> [What you will do]: Across these entries, work out how many lines carry the string "LazyLock", and give only that number.

***** Dataset content *****

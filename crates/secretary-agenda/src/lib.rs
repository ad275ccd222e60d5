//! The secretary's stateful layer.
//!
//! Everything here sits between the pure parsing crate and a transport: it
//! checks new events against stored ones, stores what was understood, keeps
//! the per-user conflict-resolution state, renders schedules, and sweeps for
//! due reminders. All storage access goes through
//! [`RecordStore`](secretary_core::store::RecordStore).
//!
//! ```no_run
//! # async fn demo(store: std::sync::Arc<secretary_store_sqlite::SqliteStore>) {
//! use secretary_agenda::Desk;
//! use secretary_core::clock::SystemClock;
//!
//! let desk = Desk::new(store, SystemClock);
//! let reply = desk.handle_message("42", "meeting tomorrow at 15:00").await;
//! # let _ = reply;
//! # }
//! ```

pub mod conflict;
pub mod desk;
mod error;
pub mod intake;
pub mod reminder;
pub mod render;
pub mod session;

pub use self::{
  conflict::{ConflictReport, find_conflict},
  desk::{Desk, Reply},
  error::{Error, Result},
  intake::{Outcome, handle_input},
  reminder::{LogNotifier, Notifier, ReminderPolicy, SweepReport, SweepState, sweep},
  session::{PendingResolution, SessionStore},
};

*****
***** Dataset content *****

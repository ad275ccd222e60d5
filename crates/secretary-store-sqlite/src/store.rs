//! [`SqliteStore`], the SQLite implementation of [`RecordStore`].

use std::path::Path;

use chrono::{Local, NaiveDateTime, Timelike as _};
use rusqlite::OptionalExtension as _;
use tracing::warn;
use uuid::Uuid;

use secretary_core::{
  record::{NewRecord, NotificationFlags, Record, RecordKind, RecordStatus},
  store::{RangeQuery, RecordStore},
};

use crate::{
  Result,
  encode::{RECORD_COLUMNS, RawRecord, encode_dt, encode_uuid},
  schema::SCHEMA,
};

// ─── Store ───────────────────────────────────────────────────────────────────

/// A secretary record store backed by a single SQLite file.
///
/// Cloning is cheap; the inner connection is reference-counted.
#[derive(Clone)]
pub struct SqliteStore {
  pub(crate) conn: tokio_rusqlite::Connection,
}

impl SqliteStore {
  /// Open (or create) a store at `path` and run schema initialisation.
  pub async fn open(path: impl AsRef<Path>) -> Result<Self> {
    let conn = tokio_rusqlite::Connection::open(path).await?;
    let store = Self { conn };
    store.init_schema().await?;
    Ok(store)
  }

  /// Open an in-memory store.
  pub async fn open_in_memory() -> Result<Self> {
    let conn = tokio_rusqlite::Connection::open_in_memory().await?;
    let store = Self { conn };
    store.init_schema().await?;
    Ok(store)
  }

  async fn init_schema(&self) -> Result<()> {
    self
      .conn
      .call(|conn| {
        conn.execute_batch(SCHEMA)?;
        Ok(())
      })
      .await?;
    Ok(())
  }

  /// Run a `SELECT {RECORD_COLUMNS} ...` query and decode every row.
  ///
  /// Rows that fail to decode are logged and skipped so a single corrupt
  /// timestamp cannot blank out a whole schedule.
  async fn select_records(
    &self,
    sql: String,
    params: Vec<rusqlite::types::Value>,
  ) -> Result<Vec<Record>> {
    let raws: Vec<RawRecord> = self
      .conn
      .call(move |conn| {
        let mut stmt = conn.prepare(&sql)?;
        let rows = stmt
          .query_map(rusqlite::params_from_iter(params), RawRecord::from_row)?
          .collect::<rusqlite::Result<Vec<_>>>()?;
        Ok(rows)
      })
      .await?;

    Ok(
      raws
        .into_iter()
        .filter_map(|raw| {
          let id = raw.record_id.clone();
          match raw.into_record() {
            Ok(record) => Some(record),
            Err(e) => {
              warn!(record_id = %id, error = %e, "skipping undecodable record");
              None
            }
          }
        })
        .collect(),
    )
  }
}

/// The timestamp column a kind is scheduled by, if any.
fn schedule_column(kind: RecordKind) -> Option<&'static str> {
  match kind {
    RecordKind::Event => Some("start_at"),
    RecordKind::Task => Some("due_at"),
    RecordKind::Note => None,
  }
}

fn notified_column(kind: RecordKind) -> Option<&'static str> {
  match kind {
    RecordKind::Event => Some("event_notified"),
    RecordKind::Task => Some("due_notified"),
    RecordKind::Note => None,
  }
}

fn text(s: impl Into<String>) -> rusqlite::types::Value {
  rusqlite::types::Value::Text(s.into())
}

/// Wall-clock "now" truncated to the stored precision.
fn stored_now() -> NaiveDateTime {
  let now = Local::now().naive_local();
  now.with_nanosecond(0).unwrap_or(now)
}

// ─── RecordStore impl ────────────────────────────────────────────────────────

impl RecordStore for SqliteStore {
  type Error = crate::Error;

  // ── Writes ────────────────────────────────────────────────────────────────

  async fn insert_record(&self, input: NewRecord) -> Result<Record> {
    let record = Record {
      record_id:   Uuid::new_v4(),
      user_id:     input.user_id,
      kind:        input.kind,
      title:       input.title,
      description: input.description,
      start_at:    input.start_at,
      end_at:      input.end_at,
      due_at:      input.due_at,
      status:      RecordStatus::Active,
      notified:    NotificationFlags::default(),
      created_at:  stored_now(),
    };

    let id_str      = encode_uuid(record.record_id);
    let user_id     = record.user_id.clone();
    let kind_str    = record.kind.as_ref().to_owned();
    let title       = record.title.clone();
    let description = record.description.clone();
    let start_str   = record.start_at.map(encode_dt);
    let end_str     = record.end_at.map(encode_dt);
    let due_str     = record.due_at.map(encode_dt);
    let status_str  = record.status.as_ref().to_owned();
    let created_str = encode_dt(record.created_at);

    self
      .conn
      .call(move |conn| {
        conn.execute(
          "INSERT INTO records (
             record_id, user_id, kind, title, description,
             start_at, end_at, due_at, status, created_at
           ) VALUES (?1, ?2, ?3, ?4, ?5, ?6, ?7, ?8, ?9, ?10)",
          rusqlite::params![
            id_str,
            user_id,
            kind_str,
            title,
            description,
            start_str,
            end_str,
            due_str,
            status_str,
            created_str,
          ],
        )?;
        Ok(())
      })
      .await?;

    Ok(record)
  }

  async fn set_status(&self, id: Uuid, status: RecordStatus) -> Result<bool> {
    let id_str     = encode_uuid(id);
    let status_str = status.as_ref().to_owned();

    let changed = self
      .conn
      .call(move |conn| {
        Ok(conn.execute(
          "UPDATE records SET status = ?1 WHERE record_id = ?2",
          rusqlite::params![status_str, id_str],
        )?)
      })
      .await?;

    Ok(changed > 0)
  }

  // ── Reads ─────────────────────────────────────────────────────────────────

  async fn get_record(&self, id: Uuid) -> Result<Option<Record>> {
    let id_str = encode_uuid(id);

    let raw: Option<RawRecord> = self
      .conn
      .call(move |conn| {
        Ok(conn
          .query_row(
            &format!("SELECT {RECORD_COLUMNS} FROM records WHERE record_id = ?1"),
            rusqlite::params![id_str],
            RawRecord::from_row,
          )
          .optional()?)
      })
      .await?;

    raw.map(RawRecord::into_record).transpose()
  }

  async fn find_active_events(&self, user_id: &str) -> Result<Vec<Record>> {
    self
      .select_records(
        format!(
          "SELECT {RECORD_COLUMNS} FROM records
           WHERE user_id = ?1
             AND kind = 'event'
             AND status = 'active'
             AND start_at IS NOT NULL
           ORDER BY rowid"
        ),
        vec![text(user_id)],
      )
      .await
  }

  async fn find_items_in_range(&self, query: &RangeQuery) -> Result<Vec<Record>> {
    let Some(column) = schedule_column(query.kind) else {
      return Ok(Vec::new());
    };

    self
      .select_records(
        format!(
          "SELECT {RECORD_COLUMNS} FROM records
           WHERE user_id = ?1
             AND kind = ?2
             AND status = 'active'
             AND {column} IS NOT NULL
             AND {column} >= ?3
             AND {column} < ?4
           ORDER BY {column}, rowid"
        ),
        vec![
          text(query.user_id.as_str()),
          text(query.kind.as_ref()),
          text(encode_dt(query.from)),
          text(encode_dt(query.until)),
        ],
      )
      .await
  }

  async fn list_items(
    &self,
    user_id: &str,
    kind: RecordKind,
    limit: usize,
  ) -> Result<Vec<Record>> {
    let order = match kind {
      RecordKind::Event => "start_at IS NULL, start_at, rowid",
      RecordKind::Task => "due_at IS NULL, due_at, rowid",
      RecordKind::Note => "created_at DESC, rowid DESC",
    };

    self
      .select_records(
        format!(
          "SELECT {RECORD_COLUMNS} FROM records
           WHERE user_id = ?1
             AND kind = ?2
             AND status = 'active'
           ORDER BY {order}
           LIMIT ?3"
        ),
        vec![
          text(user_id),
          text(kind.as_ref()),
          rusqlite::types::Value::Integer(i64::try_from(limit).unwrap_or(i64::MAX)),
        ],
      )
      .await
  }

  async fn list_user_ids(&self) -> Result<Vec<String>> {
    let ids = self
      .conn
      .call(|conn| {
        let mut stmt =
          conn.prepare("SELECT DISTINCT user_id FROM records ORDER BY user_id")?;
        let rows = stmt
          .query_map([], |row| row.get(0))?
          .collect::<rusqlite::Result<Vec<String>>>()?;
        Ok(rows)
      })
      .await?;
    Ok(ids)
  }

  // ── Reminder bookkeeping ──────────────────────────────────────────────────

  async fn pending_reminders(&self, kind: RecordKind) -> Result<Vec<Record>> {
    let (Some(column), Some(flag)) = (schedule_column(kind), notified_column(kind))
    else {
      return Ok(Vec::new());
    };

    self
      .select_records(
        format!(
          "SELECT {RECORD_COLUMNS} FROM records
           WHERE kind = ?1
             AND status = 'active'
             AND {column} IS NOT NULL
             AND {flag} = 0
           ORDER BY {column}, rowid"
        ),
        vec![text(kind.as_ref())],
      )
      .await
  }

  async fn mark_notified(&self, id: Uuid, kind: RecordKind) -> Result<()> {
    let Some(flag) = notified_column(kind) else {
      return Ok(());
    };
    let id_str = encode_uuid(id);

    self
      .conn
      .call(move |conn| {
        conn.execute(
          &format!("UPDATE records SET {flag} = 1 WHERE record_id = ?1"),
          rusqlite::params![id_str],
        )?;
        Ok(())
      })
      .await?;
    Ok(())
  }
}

*****
***** Dataset content *****

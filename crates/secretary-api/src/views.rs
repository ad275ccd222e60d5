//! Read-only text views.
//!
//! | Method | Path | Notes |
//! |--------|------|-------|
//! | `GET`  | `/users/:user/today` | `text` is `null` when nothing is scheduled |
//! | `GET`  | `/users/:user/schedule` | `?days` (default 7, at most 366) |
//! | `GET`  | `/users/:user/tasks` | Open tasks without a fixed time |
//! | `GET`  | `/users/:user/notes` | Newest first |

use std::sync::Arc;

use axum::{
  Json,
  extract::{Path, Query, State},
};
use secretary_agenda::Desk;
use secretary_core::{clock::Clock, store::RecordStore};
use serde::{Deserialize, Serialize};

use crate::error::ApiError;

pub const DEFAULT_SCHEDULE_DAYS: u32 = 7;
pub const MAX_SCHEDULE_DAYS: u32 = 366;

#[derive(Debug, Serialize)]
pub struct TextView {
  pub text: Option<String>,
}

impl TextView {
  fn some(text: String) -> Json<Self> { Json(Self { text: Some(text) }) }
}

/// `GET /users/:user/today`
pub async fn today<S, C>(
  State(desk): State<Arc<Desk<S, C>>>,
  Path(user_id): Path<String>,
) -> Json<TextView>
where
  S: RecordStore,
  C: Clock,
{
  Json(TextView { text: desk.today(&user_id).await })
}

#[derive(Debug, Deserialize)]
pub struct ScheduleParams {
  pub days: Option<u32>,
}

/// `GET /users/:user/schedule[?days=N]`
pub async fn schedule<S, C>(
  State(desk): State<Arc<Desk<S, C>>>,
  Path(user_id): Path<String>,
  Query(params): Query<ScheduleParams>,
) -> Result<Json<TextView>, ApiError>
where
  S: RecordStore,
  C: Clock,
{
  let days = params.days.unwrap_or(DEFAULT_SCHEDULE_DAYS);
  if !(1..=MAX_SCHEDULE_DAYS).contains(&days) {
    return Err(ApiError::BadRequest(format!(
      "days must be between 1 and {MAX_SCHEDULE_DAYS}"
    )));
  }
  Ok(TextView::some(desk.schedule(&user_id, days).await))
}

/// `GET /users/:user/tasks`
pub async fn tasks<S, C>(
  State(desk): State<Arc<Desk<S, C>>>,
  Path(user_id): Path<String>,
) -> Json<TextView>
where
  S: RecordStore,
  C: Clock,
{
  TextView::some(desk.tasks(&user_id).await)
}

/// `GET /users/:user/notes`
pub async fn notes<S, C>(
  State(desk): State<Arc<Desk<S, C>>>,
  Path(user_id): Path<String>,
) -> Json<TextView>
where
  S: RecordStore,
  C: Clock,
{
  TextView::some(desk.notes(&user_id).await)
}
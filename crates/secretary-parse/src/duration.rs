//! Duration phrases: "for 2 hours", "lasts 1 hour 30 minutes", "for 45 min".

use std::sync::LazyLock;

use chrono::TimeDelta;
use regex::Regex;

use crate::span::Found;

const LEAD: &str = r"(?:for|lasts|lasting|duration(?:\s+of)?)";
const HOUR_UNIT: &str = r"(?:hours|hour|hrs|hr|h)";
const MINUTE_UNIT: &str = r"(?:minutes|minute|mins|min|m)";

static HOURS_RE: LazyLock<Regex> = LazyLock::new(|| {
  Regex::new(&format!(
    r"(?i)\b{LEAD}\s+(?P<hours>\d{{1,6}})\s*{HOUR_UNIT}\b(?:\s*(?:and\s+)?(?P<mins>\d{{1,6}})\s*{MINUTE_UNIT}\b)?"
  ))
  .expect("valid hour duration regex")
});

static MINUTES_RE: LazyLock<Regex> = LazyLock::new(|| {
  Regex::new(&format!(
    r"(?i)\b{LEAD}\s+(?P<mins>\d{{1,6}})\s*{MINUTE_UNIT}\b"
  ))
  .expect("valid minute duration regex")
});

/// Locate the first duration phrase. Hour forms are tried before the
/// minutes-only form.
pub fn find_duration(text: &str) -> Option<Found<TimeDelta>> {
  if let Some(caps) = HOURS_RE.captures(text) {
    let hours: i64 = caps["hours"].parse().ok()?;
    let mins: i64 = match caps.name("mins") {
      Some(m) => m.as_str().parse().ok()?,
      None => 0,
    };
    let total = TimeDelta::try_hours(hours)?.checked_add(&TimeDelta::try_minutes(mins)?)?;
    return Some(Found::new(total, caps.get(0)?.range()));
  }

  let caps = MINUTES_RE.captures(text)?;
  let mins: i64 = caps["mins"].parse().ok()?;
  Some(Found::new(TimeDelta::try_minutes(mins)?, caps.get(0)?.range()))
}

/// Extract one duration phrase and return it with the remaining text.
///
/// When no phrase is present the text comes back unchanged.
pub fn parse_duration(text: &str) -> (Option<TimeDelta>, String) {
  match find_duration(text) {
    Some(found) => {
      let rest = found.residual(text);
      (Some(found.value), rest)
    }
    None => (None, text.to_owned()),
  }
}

*****

> [The answer]: 3